▸ The problem: From the data below, please reproduce exactly everything from the line that contains "pub mod currency_api;" down to the line that contains "fn currency_table(currencies: &[&Currency])", with both ends included.

▼

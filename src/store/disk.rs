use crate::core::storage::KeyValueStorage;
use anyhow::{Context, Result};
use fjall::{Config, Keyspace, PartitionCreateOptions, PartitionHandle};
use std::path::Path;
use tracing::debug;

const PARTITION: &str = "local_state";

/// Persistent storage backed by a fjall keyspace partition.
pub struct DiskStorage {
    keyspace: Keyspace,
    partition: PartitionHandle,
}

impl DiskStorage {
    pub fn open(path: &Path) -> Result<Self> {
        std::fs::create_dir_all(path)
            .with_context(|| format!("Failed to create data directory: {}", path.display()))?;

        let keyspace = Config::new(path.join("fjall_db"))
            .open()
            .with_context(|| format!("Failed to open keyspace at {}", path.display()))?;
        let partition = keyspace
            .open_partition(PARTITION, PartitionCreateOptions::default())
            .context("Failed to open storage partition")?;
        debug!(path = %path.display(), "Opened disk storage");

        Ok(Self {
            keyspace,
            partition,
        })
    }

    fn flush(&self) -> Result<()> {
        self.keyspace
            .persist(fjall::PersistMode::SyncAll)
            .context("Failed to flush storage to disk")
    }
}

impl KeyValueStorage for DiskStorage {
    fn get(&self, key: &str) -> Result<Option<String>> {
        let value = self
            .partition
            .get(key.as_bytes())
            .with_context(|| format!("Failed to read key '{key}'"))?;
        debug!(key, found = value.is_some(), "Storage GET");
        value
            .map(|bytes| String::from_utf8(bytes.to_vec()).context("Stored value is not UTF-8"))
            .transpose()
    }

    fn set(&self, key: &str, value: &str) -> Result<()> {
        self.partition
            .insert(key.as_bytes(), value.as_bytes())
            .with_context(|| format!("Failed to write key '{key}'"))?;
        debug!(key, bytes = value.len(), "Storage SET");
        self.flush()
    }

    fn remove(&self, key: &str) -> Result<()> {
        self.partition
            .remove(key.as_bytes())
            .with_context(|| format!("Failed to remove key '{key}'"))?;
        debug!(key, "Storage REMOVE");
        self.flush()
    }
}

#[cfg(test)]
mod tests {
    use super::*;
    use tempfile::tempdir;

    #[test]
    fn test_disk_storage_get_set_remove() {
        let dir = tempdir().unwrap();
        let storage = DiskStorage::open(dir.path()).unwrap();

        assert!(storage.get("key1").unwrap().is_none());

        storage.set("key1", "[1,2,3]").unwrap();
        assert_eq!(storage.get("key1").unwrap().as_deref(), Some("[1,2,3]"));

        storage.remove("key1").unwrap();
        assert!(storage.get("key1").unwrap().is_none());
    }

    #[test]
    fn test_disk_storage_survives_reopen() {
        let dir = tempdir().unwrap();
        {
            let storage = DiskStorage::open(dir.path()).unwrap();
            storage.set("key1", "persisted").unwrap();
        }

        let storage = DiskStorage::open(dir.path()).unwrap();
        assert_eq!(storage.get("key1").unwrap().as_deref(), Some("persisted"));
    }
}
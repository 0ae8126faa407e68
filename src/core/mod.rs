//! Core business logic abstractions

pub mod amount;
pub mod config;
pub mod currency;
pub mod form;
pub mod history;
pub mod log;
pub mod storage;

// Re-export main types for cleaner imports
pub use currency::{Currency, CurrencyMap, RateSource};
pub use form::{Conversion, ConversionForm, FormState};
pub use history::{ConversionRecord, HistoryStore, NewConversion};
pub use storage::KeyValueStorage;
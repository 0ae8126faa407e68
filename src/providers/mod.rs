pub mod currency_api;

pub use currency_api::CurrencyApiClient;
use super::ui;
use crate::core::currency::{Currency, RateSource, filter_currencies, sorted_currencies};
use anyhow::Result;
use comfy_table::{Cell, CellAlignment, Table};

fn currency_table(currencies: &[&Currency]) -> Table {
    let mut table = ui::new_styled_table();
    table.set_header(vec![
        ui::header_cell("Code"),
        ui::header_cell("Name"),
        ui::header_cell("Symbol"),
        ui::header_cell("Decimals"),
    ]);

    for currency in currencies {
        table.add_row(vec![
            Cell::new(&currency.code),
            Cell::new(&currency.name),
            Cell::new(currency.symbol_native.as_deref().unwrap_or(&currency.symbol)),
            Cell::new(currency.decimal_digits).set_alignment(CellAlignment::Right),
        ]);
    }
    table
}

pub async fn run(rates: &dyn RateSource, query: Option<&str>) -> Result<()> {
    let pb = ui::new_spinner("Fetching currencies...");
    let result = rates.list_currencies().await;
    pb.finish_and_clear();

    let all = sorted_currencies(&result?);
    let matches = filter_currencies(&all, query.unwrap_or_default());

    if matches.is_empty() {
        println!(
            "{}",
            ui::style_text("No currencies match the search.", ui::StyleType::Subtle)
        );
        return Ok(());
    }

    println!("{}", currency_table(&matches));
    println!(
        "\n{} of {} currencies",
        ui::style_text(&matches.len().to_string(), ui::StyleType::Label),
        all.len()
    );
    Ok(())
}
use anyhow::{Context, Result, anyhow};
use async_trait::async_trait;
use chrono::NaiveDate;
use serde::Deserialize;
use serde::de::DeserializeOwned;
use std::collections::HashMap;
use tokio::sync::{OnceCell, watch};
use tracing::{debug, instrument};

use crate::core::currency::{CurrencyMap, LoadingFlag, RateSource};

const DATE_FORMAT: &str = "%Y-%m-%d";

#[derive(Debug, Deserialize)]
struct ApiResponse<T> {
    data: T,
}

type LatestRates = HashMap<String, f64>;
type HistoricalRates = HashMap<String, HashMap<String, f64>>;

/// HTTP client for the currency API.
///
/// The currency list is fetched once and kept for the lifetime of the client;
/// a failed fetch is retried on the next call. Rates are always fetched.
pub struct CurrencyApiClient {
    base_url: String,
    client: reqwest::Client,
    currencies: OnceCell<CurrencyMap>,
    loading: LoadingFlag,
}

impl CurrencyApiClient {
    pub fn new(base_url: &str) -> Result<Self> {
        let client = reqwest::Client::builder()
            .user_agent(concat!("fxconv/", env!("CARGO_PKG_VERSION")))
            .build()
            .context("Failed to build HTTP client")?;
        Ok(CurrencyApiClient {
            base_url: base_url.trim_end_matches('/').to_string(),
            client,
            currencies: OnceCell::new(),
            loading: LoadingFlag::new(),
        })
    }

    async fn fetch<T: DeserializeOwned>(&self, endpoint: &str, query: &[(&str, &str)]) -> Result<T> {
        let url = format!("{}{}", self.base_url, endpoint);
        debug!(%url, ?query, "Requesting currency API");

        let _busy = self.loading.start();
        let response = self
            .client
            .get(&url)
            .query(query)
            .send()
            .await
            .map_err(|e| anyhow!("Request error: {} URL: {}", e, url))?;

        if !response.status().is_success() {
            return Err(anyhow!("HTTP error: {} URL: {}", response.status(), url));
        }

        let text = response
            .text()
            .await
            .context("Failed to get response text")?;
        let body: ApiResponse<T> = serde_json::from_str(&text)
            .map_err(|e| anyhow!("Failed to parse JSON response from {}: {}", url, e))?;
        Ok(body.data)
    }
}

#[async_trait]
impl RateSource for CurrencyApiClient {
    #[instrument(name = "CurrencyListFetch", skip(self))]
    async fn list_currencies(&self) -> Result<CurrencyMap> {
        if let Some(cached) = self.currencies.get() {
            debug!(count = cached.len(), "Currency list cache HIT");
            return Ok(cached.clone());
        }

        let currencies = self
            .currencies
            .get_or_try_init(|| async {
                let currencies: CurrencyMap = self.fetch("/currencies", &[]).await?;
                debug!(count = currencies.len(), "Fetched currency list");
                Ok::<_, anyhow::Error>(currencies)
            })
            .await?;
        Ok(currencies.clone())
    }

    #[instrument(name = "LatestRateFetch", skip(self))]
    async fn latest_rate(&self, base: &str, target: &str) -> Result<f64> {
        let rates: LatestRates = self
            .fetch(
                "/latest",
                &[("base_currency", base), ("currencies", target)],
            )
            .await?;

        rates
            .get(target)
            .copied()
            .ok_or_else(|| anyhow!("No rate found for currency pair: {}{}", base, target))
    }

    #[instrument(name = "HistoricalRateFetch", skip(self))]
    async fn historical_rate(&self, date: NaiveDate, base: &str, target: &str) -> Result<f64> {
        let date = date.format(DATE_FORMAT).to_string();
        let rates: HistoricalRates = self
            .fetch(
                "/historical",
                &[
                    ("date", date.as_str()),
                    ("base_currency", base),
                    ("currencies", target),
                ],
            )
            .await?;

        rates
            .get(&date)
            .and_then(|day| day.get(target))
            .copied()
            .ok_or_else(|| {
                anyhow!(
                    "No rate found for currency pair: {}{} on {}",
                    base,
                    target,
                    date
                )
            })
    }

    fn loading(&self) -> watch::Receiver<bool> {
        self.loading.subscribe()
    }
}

▲

▸ Result of this exercise:
pub mod currency_api;

pub use currency_api::CurrencyApiClient;
use super::ui;
use crate::core::currency::{Currency, RateSource, filter_currencies, sorted_currencies};
use anyhow::Result;
use comfy_table::{Cell, CellAlignment, Table};

fn currency_table(currencies: &[&Currency]) -> Table {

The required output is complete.